* [WHAT TO WORK ON]:
Could you reproduce, from the records below, everything from the line with "the classifier. Inference" down to the line with "if names.as_slice() != schema.canonical_names()", keeping both of those lines and changing nothing?
== RECORD EXTRACTS
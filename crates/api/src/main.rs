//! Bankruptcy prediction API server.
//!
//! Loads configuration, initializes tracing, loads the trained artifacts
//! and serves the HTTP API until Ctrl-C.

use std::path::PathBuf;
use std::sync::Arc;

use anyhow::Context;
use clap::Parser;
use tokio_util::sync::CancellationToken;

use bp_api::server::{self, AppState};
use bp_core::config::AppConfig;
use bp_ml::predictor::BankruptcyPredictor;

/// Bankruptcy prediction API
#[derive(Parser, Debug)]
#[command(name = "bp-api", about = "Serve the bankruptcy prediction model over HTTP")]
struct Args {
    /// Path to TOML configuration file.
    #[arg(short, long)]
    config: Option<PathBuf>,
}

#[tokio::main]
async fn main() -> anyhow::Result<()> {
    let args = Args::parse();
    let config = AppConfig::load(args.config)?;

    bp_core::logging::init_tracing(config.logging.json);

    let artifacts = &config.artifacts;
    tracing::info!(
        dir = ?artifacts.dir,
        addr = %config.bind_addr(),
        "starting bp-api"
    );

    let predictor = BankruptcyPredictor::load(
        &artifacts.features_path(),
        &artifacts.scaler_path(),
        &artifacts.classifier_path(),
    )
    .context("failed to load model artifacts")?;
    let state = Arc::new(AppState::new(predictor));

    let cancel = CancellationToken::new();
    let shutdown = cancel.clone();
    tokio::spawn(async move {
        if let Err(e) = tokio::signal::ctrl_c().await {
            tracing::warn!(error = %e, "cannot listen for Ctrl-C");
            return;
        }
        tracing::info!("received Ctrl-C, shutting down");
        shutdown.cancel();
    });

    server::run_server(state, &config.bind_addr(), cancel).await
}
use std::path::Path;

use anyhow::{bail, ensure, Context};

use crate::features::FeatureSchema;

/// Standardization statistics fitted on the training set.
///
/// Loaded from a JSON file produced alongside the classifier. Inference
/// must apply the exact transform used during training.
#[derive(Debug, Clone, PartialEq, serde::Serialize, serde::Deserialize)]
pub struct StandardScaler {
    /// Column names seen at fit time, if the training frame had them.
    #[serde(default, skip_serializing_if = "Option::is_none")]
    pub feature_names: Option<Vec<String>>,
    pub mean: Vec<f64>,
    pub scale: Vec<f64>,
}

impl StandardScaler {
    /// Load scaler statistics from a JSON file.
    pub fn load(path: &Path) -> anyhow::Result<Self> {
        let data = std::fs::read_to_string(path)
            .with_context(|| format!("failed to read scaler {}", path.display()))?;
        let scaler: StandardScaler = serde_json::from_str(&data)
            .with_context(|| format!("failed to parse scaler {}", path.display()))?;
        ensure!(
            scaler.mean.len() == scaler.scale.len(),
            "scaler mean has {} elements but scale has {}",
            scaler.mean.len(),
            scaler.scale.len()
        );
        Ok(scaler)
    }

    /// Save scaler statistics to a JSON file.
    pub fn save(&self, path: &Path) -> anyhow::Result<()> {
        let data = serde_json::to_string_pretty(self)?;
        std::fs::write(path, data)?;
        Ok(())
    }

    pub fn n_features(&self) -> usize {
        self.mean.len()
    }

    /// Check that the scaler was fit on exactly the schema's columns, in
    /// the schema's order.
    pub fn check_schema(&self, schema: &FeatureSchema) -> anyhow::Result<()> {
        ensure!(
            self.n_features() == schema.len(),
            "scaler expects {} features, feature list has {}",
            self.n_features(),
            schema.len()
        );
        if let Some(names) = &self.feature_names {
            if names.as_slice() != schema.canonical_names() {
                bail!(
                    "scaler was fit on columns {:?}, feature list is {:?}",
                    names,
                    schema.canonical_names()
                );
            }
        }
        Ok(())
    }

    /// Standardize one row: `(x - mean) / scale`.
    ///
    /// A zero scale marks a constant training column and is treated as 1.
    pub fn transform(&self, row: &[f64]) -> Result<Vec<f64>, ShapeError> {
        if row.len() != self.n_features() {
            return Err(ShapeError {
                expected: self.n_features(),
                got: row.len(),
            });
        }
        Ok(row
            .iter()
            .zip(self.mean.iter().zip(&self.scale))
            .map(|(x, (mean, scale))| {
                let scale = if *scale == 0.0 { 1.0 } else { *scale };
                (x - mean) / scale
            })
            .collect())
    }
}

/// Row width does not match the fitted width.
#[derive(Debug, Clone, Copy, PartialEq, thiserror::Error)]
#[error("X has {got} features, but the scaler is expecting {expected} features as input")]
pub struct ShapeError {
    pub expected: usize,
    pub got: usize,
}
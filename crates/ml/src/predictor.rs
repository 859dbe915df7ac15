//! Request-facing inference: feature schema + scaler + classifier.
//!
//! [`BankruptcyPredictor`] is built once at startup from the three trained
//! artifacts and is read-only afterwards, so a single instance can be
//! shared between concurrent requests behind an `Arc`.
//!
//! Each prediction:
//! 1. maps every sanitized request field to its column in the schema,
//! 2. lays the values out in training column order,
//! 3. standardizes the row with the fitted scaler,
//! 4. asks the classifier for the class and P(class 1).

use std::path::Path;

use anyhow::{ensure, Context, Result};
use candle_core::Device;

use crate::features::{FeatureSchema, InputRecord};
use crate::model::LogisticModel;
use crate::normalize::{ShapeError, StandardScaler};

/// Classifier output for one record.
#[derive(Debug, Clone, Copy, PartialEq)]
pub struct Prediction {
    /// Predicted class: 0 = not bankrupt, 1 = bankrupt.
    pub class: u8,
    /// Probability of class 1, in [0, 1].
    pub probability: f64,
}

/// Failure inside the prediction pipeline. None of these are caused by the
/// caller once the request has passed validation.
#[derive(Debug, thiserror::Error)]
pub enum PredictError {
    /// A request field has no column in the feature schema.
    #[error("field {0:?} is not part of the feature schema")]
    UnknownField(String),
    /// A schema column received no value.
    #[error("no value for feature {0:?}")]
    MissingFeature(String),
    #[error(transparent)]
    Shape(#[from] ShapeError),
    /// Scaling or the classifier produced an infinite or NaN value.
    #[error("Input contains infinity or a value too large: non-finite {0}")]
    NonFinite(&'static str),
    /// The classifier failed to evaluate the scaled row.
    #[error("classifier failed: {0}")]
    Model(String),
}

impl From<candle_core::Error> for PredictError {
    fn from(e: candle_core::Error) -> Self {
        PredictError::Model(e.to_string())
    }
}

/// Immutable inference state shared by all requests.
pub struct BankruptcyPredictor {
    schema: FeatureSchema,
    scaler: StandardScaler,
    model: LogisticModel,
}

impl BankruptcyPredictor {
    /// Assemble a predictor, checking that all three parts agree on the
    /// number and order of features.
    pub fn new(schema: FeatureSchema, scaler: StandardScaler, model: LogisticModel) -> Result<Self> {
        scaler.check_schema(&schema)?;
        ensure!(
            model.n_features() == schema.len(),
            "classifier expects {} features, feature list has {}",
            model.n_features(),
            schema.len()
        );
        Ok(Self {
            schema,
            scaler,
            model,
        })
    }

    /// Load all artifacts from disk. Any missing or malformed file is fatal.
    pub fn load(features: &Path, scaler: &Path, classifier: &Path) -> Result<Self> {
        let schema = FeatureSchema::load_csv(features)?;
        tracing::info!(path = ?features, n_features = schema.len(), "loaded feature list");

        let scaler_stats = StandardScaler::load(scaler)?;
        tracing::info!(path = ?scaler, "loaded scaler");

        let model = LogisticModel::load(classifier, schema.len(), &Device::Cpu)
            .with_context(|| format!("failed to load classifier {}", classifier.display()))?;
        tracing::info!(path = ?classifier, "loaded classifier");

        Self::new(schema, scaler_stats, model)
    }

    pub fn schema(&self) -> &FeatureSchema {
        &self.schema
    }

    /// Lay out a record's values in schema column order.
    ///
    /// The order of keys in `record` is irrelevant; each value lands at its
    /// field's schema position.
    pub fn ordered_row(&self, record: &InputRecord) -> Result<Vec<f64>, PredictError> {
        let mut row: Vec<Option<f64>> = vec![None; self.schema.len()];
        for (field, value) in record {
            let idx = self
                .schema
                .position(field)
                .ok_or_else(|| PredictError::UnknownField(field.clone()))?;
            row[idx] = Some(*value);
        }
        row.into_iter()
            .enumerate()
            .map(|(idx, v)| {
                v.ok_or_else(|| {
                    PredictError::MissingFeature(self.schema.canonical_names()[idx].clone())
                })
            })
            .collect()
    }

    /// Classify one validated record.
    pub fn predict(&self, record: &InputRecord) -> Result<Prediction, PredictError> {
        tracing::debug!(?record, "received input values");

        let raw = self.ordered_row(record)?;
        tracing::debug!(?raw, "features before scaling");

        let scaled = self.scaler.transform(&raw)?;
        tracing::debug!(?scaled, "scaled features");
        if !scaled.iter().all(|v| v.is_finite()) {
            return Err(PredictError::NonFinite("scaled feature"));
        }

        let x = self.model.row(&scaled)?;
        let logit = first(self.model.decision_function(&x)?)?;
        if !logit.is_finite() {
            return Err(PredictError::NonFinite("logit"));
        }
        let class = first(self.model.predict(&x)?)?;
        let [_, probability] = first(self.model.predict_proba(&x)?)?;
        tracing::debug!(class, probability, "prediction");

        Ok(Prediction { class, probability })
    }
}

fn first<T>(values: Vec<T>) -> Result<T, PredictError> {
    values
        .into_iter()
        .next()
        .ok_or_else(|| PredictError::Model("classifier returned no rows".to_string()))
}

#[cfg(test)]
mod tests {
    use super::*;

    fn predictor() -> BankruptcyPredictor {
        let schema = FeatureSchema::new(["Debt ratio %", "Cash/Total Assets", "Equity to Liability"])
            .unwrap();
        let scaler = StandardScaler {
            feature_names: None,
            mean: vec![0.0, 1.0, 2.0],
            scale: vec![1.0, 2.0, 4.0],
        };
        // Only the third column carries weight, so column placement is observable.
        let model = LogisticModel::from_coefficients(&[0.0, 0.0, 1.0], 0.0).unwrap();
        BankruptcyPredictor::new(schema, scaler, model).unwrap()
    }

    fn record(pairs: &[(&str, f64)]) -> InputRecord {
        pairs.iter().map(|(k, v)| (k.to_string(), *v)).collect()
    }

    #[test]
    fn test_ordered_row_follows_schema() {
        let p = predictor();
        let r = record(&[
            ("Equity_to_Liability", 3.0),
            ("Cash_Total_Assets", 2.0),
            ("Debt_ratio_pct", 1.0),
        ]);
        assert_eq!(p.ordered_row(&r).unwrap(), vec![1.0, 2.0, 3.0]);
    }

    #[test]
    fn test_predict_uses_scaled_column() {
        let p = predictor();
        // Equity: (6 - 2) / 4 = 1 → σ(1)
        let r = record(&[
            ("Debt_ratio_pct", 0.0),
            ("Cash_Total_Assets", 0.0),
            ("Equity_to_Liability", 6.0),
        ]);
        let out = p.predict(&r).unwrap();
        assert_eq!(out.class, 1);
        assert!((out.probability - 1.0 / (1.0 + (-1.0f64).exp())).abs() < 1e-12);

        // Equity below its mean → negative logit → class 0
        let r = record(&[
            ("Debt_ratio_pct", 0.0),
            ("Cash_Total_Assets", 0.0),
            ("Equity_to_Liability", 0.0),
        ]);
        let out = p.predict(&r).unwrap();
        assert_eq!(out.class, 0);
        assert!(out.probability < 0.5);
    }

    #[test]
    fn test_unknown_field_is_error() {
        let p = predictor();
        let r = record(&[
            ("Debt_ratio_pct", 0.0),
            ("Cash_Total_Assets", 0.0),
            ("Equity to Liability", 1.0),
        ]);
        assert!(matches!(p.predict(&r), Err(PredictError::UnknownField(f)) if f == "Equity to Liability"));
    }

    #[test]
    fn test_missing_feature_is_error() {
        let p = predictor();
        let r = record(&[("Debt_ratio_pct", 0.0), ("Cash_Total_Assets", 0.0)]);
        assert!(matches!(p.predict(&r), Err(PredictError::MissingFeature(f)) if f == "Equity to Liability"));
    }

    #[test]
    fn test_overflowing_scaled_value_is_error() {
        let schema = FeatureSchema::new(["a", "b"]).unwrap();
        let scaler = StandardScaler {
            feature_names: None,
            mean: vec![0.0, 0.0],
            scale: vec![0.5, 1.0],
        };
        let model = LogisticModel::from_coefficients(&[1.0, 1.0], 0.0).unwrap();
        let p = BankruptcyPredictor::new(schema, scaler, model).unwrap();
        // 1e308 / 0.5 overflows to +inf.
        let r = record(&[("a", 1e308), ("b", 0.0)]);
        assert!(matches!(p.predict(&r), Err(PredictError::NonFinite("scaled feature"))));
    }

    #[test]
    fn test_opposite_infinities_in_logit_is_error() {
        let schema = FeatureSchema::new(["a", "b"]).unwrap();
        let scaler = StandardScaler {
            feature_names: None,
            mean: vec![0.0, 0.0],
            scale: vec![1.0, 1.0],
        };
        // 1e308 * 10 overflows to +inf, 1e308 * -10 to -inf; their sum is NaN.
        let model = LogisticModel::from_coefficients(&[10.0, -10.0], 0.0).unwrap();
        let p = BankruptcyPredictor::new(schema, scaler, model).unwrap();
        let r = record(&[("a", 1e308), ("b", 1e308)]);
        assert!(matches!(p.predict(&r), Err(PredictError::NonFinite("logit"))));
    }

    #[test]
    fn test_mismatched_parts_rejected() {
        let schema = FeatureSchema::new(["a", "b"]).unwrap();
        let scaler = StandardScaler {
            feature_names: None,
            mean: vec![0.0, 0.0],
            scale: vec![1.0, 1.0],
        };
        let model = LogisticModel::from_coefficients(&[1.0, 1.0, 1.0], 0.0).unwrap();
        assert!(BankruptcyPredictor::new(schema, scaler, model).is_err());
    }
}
====
* [ANSWER TO THIS EXERCISE]:
/// Loaded from a JSON file produced alongside the classifier. Inference
/// must apply the exact transform used during training.
#[derive(Debug, Clone, PartialEq, serde::Serialize, serde::Deserialize)]
pub struct StandardScaler {
    /// Column names seen at fit time, if the training frame had them.
    #[serde(default, skip_serializing_if = "Option::is_none")]
    pub feature_names: Option<Vec<String>>,
    pub mean: Vec<f64>,
    pub scale: Vec<f64>,
}

impl StandardScaler {
    /// Load scaler statistics from a JSON file.
    pub fn load(path: &Path) -> anyhow::Result<Self> {
        let data = std::fs::read_to_string(path)
            .with_context(|| format!("failed to read scaler {}", path.display()))?;
        let scaler: StandardScaler = serde_json::from_str(&data)
            .with_context(|| format!("failed to parse scaler {}", path.display()))?;
        ensure!(
            scaler.mean.len() == scaler.scale.len(),
            "scaler mean has {} elements but scale has {}",
            scaler.mean.len(),
            scaler.scale.len()
        );
        Ok(scaler)
    }

    /// Save scaler statistics to a JSON file.
    pub fn save(&self, path: &Path) -> anyhow::Result<()> {
        let data = serde_json::to_string_pretty(self)?;
        std::fs::write(path, data)?;
        Ok(())
    }

    pub fn n_features(&self) -> usize {
        self.mean.len()
    }

    /// Check that the scaler was fit on exactly the schema's columns, in
    /// the schema's order.
    pub fn check_schema(&self, schema: &FeatureSchema) -> anyhow::Result<()> {
        ensure!(
            self.n_features() == schema.len(),
            "scaler expects {} features, feature list has {}",
            self.n_features(),
            schema.len()
        );
        if let Some(names) = &self.feature_names {
            if names.as_slice() != schema.canonical_names() {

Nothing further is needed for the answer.